A report on the impact of the global novel coronavirus pandemic forecasts more COVID challenges ahead for the seafood industry in 2021, ranging from trade disputes and climate change to increased competition, fish size and plant-based foods.
The report prepared for the Alaska Seafood Marketing Institute by McKinley Research Group (formerly the McDowell Group) also predicts increased demand for seafood from new consumers and bigger freezers, growth in direct-to-consumer sales and a strong Alaska brand that is increasingly relevant.
Impacts to date have included increased operating expenses that have cost seafood processors about $70 million; increased transportation and logistics challenges due to reduced air travel; and delays getting into China, resulting in demurrage fees for failure to unload in a timely manner. Processors surveyed said they expected those costs which are above and beyond those normally incurred due to the pandemic would reach $100 million, mostly travel and quarantine related.
The report also noted that ex-vessel values in 2020 were 20-25% lower, with biological issues in key fisheries, but that the fisheries did continue to operate.
Some 29,000 fishermen were employed for 2020 harvests, with crew license numbers down 21% from 2019 and the total of 26,000 processing workers down 31% from a year earlier.

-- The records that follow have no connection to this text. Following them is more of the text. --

use std::num::NonZeroU32;

use voxlogic_blocks::Face;

use crate::{CHUNK_SIZE, CHUNK_VOLUME, ChunkCoord, local_coords, local_index};

/// Stable handle to one block of a grid: `chunk * CHUNK_VOLUME + local`, stored plus one.
#[derive(Copy, Clone, Debug, Eq, PartialEq, Hash, PartialOrd, Ord)]
pub struct BlockRef(NonZeroU32);

impl BlockRef {
    #[inline]
    pub fn new(chunk: usize, local: usize) -> Self {
        debug_assert!(local < CHUNK_VOLUME);
        Self::from_linear(chunk * CHUNK_VOLUME + local)
    }

    #[inline]
    pub fn from_linear(i: usize) -> Self {
        // i + 1 is never zero for any index that fits a grid
        BlockRef(NonZeroU32::MIN.saturating_add(i as u32))
    }

    /// Position in a grid's flat block sequence.
    #[inline]
    pub fn linear(self) -> usize {
        (self.0.get() - 1) as usize
    }

    #[inline]
    pub fn chunk(self) -> usize {
        self.linear() / CHUNK_VOLUME
    }

    #[inline]
    pub fn local(self) -> usize {
        self.linear() % CHUNK_VOLUME
    }
}

/// Six neighbor handles per block, computed once when a grid is built.
#[derive(Clone, Debug)]
pub struct NeighborTable {
    chunks_per_edge: usize,
    refs: Vec<[Option<BlockRef>; 6]>,
}

impl NeighborTable {
    /// Links every block of a cube of `chunks_per_edge`^3 chunks to its face neighbors,
    /// across chunk boundaries. Handles at the outer boundary are `None`.
    pub fn build(chunks_per_edge: usize) -> Self {
        let n_chunks = chunks_per_edge * chunks_per_edge * chunks_per_edge;
        let edge = (chunks_per_edge * CHUNK_SIZE) as i32;
        let mut refs = vec![[None; 6]; n_chunks * CHUNK_VOLUME];
        for chunk in 0..n_chunks {
            let coord = ChunkCoord::from_index_in(chunk, chunks_per_edge);
            for local in 0..CHUNK_VOLUME {
                let (lx, ly, lz) = local_coords(local);
                let wx = coord.cx * CHUNK_SIZE as i32 + lx as i32;
                let wy = coord.cy * CHUNK_SIZE as i32 + ly as i32;
                let wz = coord.cz * CHUNK_SIZE as i32 + lz as i32;
                let slot = &mut refs[chunk * CHUNK_VOLUME + local];
                for face in Face::ALL {
                    let (dx, dy, dz) = face.delta();
                    let (nx, ny, nz) = (wx + dx, wy + dy, wz + dz);
                    if nx < 0 || ny < 0 || nz < 0 || nx >= edge || ny >= edge || nz >= edge {
                        continue;
                    }
                    slot[face.index()] = Some(ref_at(chunks_per_edge, nx, ny, nz));
                }
            }
        }
        Self {
            chunks_per_edge,
            refs,
        }
    }

    #[inline]
    pub fn chunks_per_edge(&self) -> usize {
        self.chunks_per_edge
    }

    #[inline]
    pub fn neighbor(&self, r: BlockRef, face: Face) -> Option<BlockRef> {
        self.refs[r.linear()][face.index()]
    }

    #[inline]
    pub fn all(&self, r: BlockRef) -> &[Option<BlockRef>; 6] {
        &self.refs[r.linear()]
    }

    #[inline]
    pub fn len(&self) -> usize {
        self.refs.len()
    }

    #[inline]
    pub fn is_empty(&self) -> bool {
        self.refs.is_empty()
    }
}

/// Handle for in-range grid coordinates `(x, y, z)`.
#[inline]
pub(crate) fn ref_at(chunks_per_edge: usize, x: i32, y: i32, z: i32) -> BlockRef {
    let s = CHUNK_SIZE as i32;
    let coord = ChunkCoord::new(x / s, y / s, z / s);
    let chunk = ((coord.cx as usize * chunks_per_edge) + coord.cy as usize) * chunks_per_edge
        + coord.cz as usize;
    let local = local_index((x % s) as usize, (y % s) as usize, (z % s) as usize);
    BlockRef::new(chunk, local)
}
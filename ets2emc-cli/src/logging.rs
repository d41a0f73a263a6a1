// ============================================================================
// ets2emc-cli/src/logging.rs
// ============================================================================
//
// LOGGING: Console or file logging for one CLI run
//
// Without --log-dir the `log` facade goes to stderr through env_logger, so
// RUST_LOG still overrides the level chosen by --verbose. With --log-dir every
// record goes to a timestamped file through the core's log4rs setup and the
// console stays clean for the converted document.

use crate::error::CliResult;
use crate::cli_error;
use ets2emc_core::logging::setup_file_logging;
use log::LevelFilter;
use std::path::{Path, PathBuf};

/// Returns the current local timestamp formatted as "YYYYMMDD_HHMMSS".
pub fn get_timestamp() -> String {
    chrono::Local::now().format("%Y%m%d_%H%M%S").to_string()
}

/// Run log file name for a command, e.g. `ets2emc_job_run_20240601_123045.log`.
pub fn log_file_name(command: &str) -> String {
    format!("ets2emc_{}_run_{}.log", command, get_timestamp())
}

/// Installs the global logger. Returns the log file path when logging to a
/// file.
pub fn init_logging(verbose: bool, log_dir: Option<&Path>, command: &str) -> CliResult<Option<PathBuf>> {
    let level = if verbose {
        LevelFilter::Debug
    } else {
        LevelFilter::Warn
    };

    match log_dir {
        Some(dir) => {
            let log_file = dir.join(log_file_name(command));
            setup_file_logging(&log_file, level).map_err(|e| {
                cli_error!("Failed to set up file logging at {}: {}", log_file.display(), e)
            })?;
            Ok(Some(log_file))
        }
        None => {
            env_logger::Builder::new()
                .filter_level(level)
                .parse_default_env()
                .target(env_logger::Target::Stderr)
                .try_init()
                .map_err(|e| cli_error!("Failed to initialize logging: {}", e))?;
            Ok(None)
        }
    }
}
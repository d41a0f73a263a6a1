//! Output preset records of the target schema.

use super::job::{AudioDescription, ContainerSettings, VideoDescription};
use serde::Serialize;

/// One converted output preset.
#[derive(Debug, Clone, PartialEq, Serialize)]
#[serde(rename_all = "camelCase")]
pub struct PresetDocument {
    pub name: String,
    pub description: Option<String>,
    pub settings: PresetSettings,
}

#[derive(Debug, Clone, Default, PartialEq, Serialize)]
#[serde(rename_all = "camelCase")]
pub struct PresetSettings {
    pub container_settings: Option<ContainerSettings>,
    #[serde(skip_serializing_if = "Vec::is_empty")]
    pub audio_descriptions: Vec<AudioDescription>,
    pub video_description: Option<VideoDescription>,
}
// ets2emc-cli/src/main.rs
//
// Entry point of the ets2emc binary: parses arguments, sets up logging,
// dispatches to the selected command and maps the outcome to an exit status.

use ets2emc::logging::init_logging;
use ets2emc::{Cli, Commands, parse_cli, run_job, run_preset};
use log::{error, info};
use std::process;

fn main() {
    let cli = parse_cli();

    let status = match run(&cli) {
        Ok(status) => status,
        Err(e) => {
            error!("{}", e);
            eprintln!("Error: {}", e);
            1
        }
    };
    process::exit(status);
}

fn run(cli: &Cli) -> ets2emc::CliResult<i32> {
    let command = match &cli.command {
        Commands::Job(_) => "job",
        Commands::Preset(_) => "preset",
    };

    if let Some(log_file) = init_logging(cli.verbose, cli.log_dir.as_deref(), command)? {
        info!("Logging to {}", log_file.display());
    }

    match &cli.command {
        Commands::Job(args) => run_job(args),
        Commands::Preset(args) => run_preset(args),
    }
}
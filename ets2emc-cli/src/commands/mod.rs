//! Command implementations for the CLI.
//!
//! Each submodule reads its source documents, runs one conversion and prints
//! the result. Commands return the process exit status.

pub mod job;
pub mod preset;

pub use job::run_job;
pub use preset::run_preset;

use crate::cli::OutputArgs;
use crate::error::{CliErrorContext, CliResult};
use crate::output::print_diagnostics;
use ets2emc_core::Diagnostics;
use std::path::Path;

/// Exit status of a `--strict` run that recorded ERROR diagnostics.
pub const EXIT_STRICT_ERRORS: i32 = 2;

pub(crate) fn read_source(path: &Path) -> CliResult<String> {
    log::debug!("Reading {}", path.display());
    std::fs::read_to_string(path).cli_with_context(|| format!("Failed to read {}", path.display()))
}

/// Prints the diagnostics and maps them to the exit status.
pub(crate) fn finish(diagnostics: &Diagnostics, output: &OutputArgs) -> CliResult<i32> {
    print_diagnostics(diagnostics, output.diagnostics)?;

    if diagnostics.has_errors() {
        log::warn!(
            "Conversion recorded {} error(s); the converted settings are incomplete",
            diagnostics.errors().len()
        );
        if output.strict {
            return Ok(EXIT_STRICT_ERRORS);
        }
    }
    Ok(0)
}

2020 harvests of 2.6 million metric tons of seafood worth $2 billion were down 20-25% from 2019 to an estimated $1.5 billion. Wholesale production of 1.26 million metric tons of seafood worth $4.7 billion was down 16 % in export value and volume from 2019.
Some 75% of all Alaska seafood produced was exported in 2020 to 84 countries, the report states.
Bristol Bay proved a bright spot for volume is salmon harvests, with disaster declarations proposed for eight Alaska salmon fisheries in 2020. With inventory low, the forecast was for strong markets going into 2021.